Dataset entries
-*-*-

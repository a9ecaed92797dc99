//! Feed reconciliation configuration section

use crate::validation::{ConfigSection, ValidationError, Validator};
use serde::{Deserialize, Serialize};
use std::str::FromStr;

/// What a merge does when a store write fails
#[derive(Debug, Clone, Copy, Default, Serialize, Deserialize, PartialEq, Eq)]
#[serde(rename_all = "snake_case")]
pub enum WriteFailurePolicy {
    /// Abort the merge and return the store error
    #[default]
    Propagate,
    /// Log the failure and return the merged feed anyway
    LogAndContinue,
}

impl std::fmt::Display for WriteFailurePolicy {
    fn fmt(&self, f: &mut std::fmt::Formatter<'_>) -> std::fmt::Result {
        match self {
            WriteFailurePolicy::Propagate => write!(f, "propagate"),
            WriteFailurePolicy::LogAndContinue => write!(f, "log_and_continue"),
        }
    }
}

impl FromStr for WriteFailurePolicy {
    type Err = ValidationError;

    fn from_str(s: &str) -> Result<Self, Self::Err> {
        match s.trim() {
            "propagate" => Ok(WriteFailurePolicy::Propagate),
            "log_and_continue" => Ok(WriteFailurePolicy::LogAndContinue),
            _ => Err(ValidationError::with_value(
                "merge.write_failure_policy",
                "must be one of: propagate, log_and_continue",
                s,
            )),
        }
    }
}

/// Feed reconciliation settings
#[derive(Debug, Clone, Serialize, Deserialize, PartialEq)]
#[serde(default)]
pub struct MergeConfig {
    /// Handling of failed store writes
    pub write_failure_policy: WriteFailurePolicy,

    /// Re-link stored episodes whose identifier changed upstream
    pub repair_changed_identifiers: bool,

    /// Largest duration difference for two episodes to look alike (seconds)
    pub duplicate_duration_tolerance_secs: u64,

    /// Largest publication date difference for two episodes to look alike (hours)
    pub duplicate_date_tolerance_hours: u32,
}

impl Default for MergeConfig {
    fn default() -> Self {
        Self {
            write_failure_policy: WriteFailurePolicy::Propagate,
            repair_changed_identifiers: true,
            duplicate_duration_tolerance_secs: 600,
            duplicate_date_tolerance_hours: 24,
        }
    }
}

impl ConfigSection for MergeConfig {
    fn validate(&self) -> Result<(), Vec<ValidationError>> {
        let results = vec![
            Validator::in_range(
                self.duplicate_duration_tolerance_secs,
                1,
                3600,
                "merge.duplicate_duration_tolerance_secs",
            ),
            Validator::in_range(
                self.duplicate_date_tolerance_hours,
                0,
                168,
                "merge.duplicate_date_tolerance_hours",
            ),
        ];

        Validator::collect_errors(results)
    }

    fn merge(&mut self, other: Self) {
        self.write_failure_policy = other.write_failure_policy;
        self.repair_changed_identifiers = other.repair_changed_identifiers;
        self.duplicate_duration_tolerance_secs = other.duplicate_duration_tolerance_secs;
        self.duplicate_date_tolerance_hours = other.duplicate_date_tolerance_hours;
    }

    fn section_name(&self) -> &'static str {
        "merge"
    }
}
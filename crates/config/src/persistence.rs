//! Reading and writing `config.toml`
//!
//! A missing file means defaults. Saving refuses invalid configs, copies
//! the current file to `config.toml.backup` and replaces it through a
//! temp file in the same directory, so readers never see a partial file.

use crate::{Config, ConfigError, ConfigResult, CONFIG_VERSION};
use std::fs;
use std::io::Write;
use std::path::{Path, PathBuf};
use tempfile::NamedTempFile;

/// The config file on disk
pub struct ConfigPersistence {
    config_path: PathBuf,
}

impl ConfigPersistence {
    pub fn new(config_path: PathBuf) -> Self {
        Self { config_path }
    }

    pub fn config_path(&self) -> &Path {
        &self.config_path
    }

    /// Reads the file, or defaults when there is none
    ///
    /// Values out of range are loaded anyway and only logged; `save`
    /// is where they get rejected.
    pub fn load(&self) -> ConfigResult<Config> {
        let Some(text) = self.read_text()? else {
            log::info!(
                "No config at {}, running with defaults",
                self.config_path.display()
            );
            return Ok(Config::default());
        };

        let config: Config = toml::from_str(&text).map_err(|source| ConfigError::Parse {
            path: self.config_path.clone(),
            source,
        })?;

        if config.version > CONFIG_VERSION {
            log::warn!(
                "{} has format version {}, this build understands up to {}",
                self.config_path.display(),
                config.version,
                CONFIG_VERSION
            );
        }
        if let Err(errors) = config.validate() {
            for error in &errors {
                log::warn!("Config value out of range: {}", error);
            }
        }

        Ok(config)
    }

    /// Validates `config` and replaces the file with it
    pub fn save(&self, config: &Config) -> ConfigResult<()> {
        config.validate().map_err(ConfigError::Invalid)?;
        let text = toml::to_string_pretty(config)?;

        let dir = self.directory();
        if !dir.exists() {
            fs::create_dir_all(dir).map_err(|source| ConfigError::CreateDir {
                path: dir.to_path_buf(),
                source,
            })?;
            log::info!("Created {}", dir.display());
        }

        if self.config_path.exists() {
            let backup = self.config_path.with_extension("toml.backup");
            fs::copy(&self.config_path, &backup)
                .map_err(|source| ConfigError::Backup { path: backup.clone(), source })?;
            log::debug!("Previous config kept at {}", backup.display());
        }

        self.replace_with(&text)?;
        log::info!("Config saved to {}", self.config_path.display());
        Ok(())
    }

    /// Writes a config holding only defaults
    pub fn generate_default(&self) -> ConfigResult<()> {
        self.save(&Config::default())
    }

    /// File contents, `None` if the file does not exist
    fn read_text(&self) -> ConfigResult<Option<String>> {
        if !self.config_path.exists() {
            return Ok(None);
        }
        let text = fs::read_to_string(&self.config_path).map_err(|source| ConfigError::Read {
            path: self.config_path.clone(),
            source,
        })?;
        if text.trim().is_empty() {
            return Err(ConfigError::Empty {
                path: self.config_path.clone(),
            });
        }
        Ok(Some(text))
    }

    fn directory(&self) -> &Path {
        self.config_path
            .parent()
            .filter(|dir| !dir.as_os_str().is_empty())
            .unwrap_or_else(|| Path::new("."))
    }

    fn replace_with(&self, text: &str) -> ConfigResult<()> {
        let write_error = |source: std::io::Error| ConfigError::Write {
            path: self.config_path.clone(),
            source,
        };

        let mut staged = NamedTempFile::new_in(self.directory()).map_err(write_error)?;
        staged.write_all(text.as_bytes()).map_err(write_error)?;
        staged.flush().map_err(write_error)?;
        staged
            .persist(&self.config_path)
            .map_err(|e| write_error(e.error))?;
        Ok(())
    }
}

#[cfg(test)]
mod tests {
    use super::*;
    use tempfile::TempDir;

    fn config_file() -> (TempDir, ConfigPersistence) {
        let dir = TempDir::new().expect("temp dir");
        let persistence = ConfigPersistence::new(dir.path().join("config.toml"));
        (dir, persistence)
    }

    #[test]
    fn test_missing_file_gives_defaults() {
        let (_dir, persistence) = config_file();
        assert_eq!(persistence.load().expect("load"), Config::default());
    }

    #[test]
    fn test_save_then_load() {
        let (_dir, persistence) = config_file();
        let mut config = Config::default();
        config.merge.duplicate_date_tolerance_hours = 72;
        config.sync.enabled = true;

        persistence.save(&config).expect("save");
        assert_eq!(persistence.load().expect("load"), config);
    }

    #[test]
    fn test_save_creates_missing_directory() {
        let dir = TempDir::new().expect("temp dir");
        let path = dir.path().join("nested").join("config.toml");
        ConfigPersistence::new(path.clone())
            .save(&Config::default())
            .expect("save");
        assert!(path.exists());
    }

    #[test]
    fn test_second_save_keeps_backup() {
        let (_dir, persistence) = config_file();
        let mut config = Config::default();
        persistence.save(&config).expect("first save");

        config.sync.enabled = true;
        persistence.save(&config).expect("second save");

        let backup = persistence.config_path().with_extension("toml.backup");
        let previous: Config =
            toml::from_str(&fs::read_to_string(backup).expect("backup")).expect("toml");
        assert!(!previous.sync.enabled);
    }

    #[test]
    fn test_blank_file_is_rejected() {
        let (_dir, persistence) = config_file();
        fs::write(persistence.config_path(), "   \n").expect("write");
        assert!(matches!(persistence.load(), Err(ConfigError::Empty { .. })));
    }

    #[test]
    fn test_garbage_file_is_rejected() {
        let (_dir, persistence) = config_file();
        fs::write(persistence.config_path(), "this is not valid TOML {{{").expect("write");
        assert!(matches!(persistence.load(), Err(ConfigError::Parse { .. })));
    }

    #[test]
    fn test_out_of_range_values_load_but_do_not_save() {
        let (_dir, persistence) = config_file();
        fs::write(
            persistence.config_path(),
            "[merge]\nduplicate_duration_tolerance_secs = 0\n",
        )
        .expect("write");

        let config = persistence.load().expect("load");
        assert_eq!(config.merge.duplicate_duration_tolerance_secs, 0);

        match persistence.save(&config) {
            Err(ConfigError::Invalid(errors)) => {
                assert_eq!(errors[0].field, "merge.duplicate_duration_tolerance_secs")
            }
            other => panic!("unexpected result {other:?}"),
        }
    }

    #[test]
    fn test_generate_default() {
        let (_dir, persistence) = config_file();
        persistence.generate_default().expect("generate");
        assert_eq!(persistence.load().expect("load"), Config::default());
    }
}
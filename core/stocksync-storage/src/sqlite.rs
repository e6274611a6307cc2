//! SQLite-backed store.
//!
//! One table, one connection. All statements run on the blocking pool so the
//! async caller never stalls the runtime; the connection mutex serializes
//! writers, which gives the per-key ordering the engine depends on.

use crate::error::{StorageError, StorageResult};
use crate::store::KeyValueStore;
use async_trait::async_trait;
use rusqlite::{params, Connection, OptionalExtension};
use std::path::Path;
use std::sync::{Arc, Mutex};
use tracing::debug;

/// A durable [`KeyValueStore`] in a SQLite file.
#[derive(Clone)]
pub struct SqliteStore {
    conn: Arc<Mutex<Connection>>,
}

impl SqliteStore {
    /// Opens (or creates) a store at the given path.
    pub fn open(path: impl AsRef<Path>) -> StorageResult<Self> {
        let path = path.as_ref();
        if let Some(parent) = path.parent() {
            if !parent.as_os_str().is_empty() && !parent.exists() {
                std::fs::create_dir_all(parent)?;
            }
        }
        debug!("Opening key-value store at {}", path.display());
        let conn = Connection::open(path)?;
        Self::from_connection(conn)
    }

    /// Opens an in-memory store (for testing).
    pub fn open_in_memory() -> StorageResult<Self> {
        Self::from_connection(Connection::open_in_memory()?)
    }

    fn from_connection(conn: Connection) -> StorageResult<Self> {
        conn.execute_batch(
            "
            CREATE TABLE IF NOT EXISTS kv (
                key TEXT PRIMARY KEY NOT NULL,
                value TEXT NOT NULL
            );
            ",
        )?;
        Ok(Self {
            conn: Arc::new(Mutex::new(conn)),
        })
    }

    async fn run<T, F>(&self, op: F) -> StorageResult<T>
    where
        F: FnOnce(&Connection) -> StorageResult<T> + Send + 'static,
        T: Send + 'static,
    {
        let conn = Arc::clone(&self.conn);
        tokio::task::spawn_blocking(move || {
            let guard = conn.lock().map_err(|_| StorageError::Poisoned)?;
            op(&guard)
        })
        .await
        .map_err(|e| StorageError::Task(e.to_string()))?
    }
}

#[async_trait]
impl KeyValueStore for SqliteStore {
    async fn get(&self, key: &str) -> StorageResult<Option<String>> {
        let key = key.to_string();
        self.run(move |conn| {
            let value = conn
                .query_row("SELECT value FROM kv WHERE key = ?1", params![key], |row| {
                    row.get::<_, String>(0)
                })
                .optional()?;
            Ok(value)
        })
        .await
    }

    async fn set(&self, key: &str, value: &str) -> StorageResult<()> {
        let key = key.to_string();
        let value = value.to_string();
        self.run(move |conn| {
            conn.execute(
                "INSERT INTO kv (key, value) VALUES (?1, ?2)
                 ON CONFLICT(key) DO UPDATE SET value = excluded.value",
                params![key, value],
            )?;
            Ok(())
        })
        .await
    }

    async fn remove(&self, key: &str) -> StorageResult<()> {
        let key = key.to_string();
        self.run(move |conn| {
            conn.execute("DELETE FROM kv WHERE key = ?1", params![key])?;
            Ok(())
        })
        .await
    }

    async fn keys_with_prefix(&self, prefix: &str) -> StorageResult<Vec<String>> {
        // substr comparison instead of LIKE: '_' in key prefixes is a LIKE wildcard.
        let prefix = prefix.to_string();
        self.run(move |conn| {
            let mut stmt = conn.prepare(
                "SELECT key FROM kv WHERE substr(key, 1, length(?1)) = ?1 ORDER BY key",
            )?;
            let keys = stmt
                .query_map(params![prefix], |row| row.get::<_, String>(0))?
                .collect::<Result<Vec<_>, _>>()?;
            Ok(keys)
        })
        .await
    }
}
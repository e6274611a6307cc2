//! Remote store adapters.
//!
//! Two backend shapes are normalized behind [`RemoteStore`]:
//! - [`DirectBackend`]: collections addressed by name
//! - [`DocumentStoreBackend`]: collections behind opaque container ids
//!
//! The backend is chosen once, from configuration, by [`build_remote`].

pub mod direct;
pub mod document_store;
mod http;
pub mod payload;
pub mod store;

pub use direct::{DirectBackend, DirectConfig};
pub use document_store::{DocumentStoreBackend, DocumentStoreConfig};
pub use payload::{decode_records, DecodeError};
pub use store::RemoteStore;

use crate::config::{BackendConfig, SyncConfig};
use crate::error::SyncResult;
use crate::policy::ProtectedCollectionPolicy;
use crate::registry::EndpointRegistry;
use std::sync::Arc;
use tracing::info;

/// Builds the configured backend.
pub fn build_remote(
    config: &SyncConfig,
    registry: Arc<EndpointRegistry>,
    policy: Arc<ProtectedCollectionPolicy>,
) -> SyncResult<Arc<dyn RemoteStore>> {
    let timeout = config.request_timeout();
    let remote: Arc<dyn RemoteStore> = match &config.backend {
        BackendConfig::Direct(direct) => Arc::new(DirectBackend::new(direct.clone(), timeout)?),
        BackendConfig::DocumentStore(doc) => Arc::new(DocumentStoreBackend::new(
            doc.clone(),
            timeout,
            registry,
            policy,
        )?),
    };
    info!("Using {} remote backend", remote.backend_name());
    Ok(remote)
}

-*-*-

INSTRUCTIONS FOR THE TASK
Beginning at the top of the entries above, output each line exactly, and end with the line in which "impl std::fmt::Display for" appears.

RESULT
repository a9ecaed92797dc99
//! Feed reconciliation configuration section

use crate::validation::{ConfigSection, ValidationError, Validator};
use serde::{Deserialize, Serialize};
use std::str::FromStr;

/// What a merge does when a store write fails
#[derive(Debug, Clone, Copy, Default, Serialize, Deserialize, PartialEq, Eq)]
#[serde(rename_all = "snake_case")]
pub enum WriteFailurePolicy {
    /// Abort the merge and return the store error
    #[default]
    Propagate,
    /// Log the failure and return the merged feed anyway
    LogAndContinue,
}

impl std::fmt::Display for WriteFailurePolicy {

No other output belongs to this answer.